On March 1, 2013, "Global Catches,
Exploitation Rates and Rebuilding Options for Sharks," was published by
Dr. Worm and other researchers from Dalhousie University, the University of
Windsor in Canada, as well as Stony Brook University in New York, Florida
International University (FIU) in Miami and the University of Miami. A very powerful
team of scientists.
Their shocking findings put the carnage at
97 million in 2010. The possible range of mortality falls between 63 and 273
million annually. This equates to somewhere between 7,200 and 31,000 sharks per
hour.
As many as 31,000 sharks are killed every hour.
"In
working with tiger sharks, we've seen that if we don't have enough of these
predators around, it causes cascading changes in the ecosystem, that trickle
all the way down to marine plants." Such changes harm other species, and destroy
commercial fisheries, Mike Heithaus, executive director of FIU's School of
Environment, Arts and Society explains.
"This
is a big concern because the loss of sharks can affect the wider
ecosystem," said Heithaus in March, 2013.

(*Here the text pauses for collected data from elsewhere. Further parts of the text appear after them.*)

//! Remote/local classification and local file loading.

use crate::media_type_for;
use pictor_core::ImageReference;
use pictor_error::{ConfigError, UnreadableFileError};
use std::path::{Component, Path, PathBuf};

/// Returns true when the input is used as a URL rather than a path.
///
/// Case-sensitive prefix match only; the rest of the URL is not validated.
///
/// # Examples
///
/// ```
/// use pictor_media::is_remote;
///
/// assert!(is_remote("https://example.com/cat.png"));
/// assert!(is_remote("http://"));
/// assert!(!is_remote("HTTPS://example.com/cat.png"));
/// assert!(!is_remote("./cat.png"));
/// ```
pub fn is_remote(input: &str) -> bool {
    input.starts_with("http://") || input.starts_with("https://")
}

/// Resolves caller-supplied image strings.
///
/// Relative paths are joined onto `base_dir`, which the server sets to its
/// working directory at startup. The resolver holds no other state, so one
/// instance can serve concurrent invocations.
#[derive(Debug, Clone, PartialEq, Eq, Hash)]
pub struct ReferenceResolver {
    base_dir: PathBuf,
}

impl ReferenceResolver {
    /// Create a resolver that joins relative paths onto `base_dir`.
    pub fn new(base_dir: impl Into<PathBuf>) -> Self {
        Self {
            base_dir: base_dir.into(),
        }
    }

    /// Create a resolver rooted at the process working directory.
    ///
    /// # Errors
    ///
    /// Returns an error if the working directory cannot be determined.
    pub fn from_current_dir() -> Result<Self, ConfigError> {
        let base_dir = std::env::current_dir()
            .map_err(|e| ConfigError::new(format!("Cannot determine working directory: {}", e)))?;
        Ok(Self::new(base_dir))
    }

    /// Directory relative paths are resolved against.
    pub fn base_dir(&self) -> &Path {
        &self.base_dir
    }

    /// Absolute path for a local input.
    ///
    /// `.` and `..` segments are folded lexically; symlinks are not followed.
    pub fn absolute_path(&self, input: &str) -> PathBuf {
        let path = Path::new(input);
        let joined = if path.is_absolute() {
            path.to_path_buf()
        } else {
            self.base_dir.join(path)
        };

        let mut normalized = PathBuf::new();
        for component in joined.components() {
            match component {
                Component::CurDir => {}
                Component::ParentDir => {
                    normalized.pop();
                }
                other => normalized.push(other),
            }
        }
        normalized
    }

    /// Classify `input` and, for local paths, load the file inline.
    ///
    /// # Errors
    ///
    /// Returns [`UnreadableFileError`] if a local path cannot be read for any
    /// reason. The empty string is a local path and fails here too.
    #[tracing::instrument(skip(self), fields(base_dir = %self.base_dir.display()))]
    pub async fn resolve(&self, input: &str) -> Result<ImageReference, UnreadableFileError> {
        if is_remote(input) {
            tracing::debug!("Using remote image URL as-is");
            return Ok(ImageReference::Remote {
                url: input.to_string(),
            });
        }

        let path = self.absolute_path(input);
        let data = tokio::fs::read(&path).await.map_err(|e| {
            tracing::warn!(path = %path.display(), error = %e, "Failed to read local image");
            UnreadableFileError::new(format!("{}: {}", path.display(), e))
        })?;

        let media_type = media_type_for(&path);
        tracing::debug!(
            path = %path.display(),
            size = data.len(),
            media_type = %media_type,
            "Loaded local image"
        );

        Ok(ImageReference::Inline { media_type, data })
    }
}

Why we are neglecting shark conservation is harder
to answer. First, there have been powerful economic reasons to turn a blind eye
to shark fishing and shark finning. The shark industry is worth about US$630
million annually according to a study published May 30, 2013 in Oryx – The
International Journal of Conservation.
This equates to an average of $6.49 per shark. This
may not be such a good reason but greed is a characteristic of human behaviour
and we make lots of poor decisions because of it.
A second
explanation comes from deep in the primitive part of our brains. Our
prehistoric ancestors had the very same fears that we do according to Psychology Today. We were ‘designed’ to
be afraid; fear was our operating manual for things we didn’t understand or
that could do us harm. Fears protect us. “Our distant
ancestors who were afraid of heights didn’t fall off cliffs, those that feared
wild animals didn’t get eaten, those that ran the fastest left the rest
behind---and they survived.”
Surveys of people show different fears for different cultural
groups but amazingly many fears are shared globally even for animals never
encountered by the people who fear them. Top of the list is spiders and number
10 are alligators and crocodiles. Sharks come in at number six according to Animal Planet.

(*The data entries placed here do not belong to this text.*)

//! Tests for local and remote image resolution.

use pictor_core::ImageReference;
use pictor_media::ReferenceResolver;
use tempfile::TempDir;

#[tokio::test]
async fn test_remote_urls_skip_filesystem() {
    // Base dir does not exist; any filesystem access would fail
    let resolver = ReferenceResolver::new("/definitely/not/a/real/dir");

    for url in ["https://example.com/cat.png", "http://example.com/dog.jpg"] {
        let reference = resolver.resolve(url).await.unwrap();
        assert_eq!(
            reference,
            ImageReference::Remote {
                url: url.to_string()
            }
        );
    }
}

#[tokio::test]
async fn test_relative_path_reads_inline_jpeg() {
    let temp_dir = TempDir::new().unwrap();
    std::fs::write(temp_dir.path().join("photo.jpg"), [0xFF, 0xD8, 0xFF, 0xD9]).unwrap();
    let resolver = ReferenceResolver::new(temp_dir.path());

    let reference = resolver.resolve("./photo.jpg").await.unwrap();

    assert_eq!(
        reference,
        ImageReference::Inline {
            media_type: "image/jpeg".to_string(),
            data: vec![0xFF, 0xD8, 0xFF, 0xD9],
        }
    );
    assert_eq!(reference.to_url(), "data:image/jpeg;base64,/9j/2Q==");
}

#[tokio::test]
async fn test_absolute_path_ignores_base_dir() {
    let temp_dir = TempDir::new().unwrap();
    let path = temp_dir.path().join("diagram.png");
    std::fs::write(&path, b"not really a png").unwrap();
    let resolver = ReferenceResolver::new("/somewhere/else");

    let reference = resolver.resolve(path.to_str().unwrap()).await.unwrap();

    match reference {
        ImageReference::Inline { media_type, data } => {
            assert_eq!(media_type, "image/png");
            assert_eq!(data, b"not really a png");
        }
        other => panic!("Expected inline reference, got {:?}", other),
    }
}

#[tokio::test]
async fn test_uppercase_scheme_is_local() {
    let temp_dir = TempDir::new().unwrap();
    let resolver = ReferenceResolver::new(temp_dir.path());

    let result = resolver.resolve("HTTPS://example.com/cat.png").await;
    assert!(result.is_err());
}

#[tokio::test]
async fn test_missing_file_is_unreadable() {
    let temp_dir = TempDir::new().unwrap();
    let resolver = ReferenceResolver::new(temp_dir.path());

    let err = resolver.resolve("./missing.png").await.unwrap_err();

    let expected = temp_dir.path().join("missing.png");
    assert!(err.message.starts_with(&format!("{}: ", expected.display())));
    assert!(!err.message.contains("/./"));
}

#[tokio::test]
async fn test_empty_input_is_unreadable() {
    let temp_dir = TempDir::new().unwrap();
    let resolver = ReferenceResolver::new(temp_dir.path());

    // Resolves to the base directory itself, which cannot be read as a file
    let result = resolver.resolve("").await;
    assert!(result.is_err());
}

#[tokio::test]
async fn test_directory_is_unreadable() {
    let temp_dir = TempDir::new().unwrap();
    std::fs::create_dir(temp_dir.path().join("album.png")).unwrap();
    let resolver = ReferenceResolver::new(temp_dir.path());

    assert!(resolver.resolve("album.png").await.is_err());
}

#[tokio::test]
async fn test_missing_extension_defaults_to_jpeg() {
    let temp_dir = TempDir::new().unwrap();
    std::fs::write(temp_dir.path().join("snapshot"), [1, 2, 3]).unwrap();
    let resolver = ReferenceResolver::new(temp_dir.path());

    let reference = resolver.resolve("snapshot").await.unwrap();

    match reference {
        ImageReference::Inline { media_type, .. } => assert_eq!(media_type, "image/jpeg"),
        other => panic!("Expected inline reference, got {:?}", other),
    }
}

#[tokio::test]
async fn test_resolving_twice_is_identical() {
    let temp_dir = TempDir::new().unwrap();
    let data: Vec<u8> = (0..4096u32).map(|i| (i % 251) as u8).collect();
    std::fs::write(temp_dir.path().join("noise.gif"), &data).unwrap();
    let resolver = ReferenceResolver::new(temp_dir.path());

    let first = resolver.resolve("noise.gif").await.unwrap();
    let second = resolver.resolve("noise.gif").await.unwrap();

    assert_eq!(first, second);
    assert_eq!(first.to_url(), second.to_url());
}

#[test]
fn test_absolute_path_joins_relative_inputs() {
    let resolver = ReferenceResolver::new("/srv/images");
    assert_eq!(
        resolver.absolute_path("cats/tabby.png"),
        std::path::PathBuf::from("/srv/images/cats/tabby.png")
    );
    assert_eq!(
        resolver.absolute_path("/tmp/x.png"),
        std::path::PathBuf::from("/tmp/x.png")
    );
}

#[test]
fn test_absolute_path_folds_dot_segments() {
    let resolver = ReferenceResolver::new("/srv/images");
    assert_eq!(
        resolver.absolute_path("./missing.png"),
        std::path::PathBuf::from("/srv/images/missing.png")
    );
    assert_eq!(
        resolver.absolute_path("cats/../dogs/./rex.jpg"),
        std::path::PathBuf::from("/srv/images/dogs/rex.jpg")
    );
    assert_eq!(
        resolver.absolute_path("/tmp/./shots/../x.png"),
        std::path::PathBuf::from("/tmp/x.png")
    );
}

Sharks need to treated with caution but they aren't the killers they are made out to be.
Elephants
are not on our list of feared animals and we donate millions of dollars each
year to protect them even though they kill thirty times more people than sharks
do. Why can’t we see that the health of our ocean hangs in the balance and that
we are making decisions with our ancestor’s fears and not with our children’s futures
in mind?
The first
big step in the right direction was taken in July, 2011 when the Bahamas banned
all shark fishing in its 630,000 square kilometres of ocean. "The Bahamian government had the foresight to protect
- - sharks within their waters, starting with the longline fishing ban in early
90s, and culminating with the more recent shark sanctuary initiative,"
said Edd Brooks, program manager of the Shark Research and Conservation Program
at the Cape Eleuthera Institute. "This level of protection is vital for
the continued existence of these important apex predators, and I hope that the
example set by The Bahamas will encourage other nations to follow suit."
Sharks do injure and
kill people as do most other large animals and many other things we all take
for granted in everyday life. I’ve spent thousands of hours in the water with
sharks and do not see them as my enemy. Until we can deal with sharks honestly
in both the media and our own minds we will not be able to protect them and the
oceans they swim in.
As shark numbers
plummet the ecological stability of the sea is lost and life-sustaining
fisheries collapse. What a tragedy to discover we lost such an important battle
through our own primitive fears and self deception.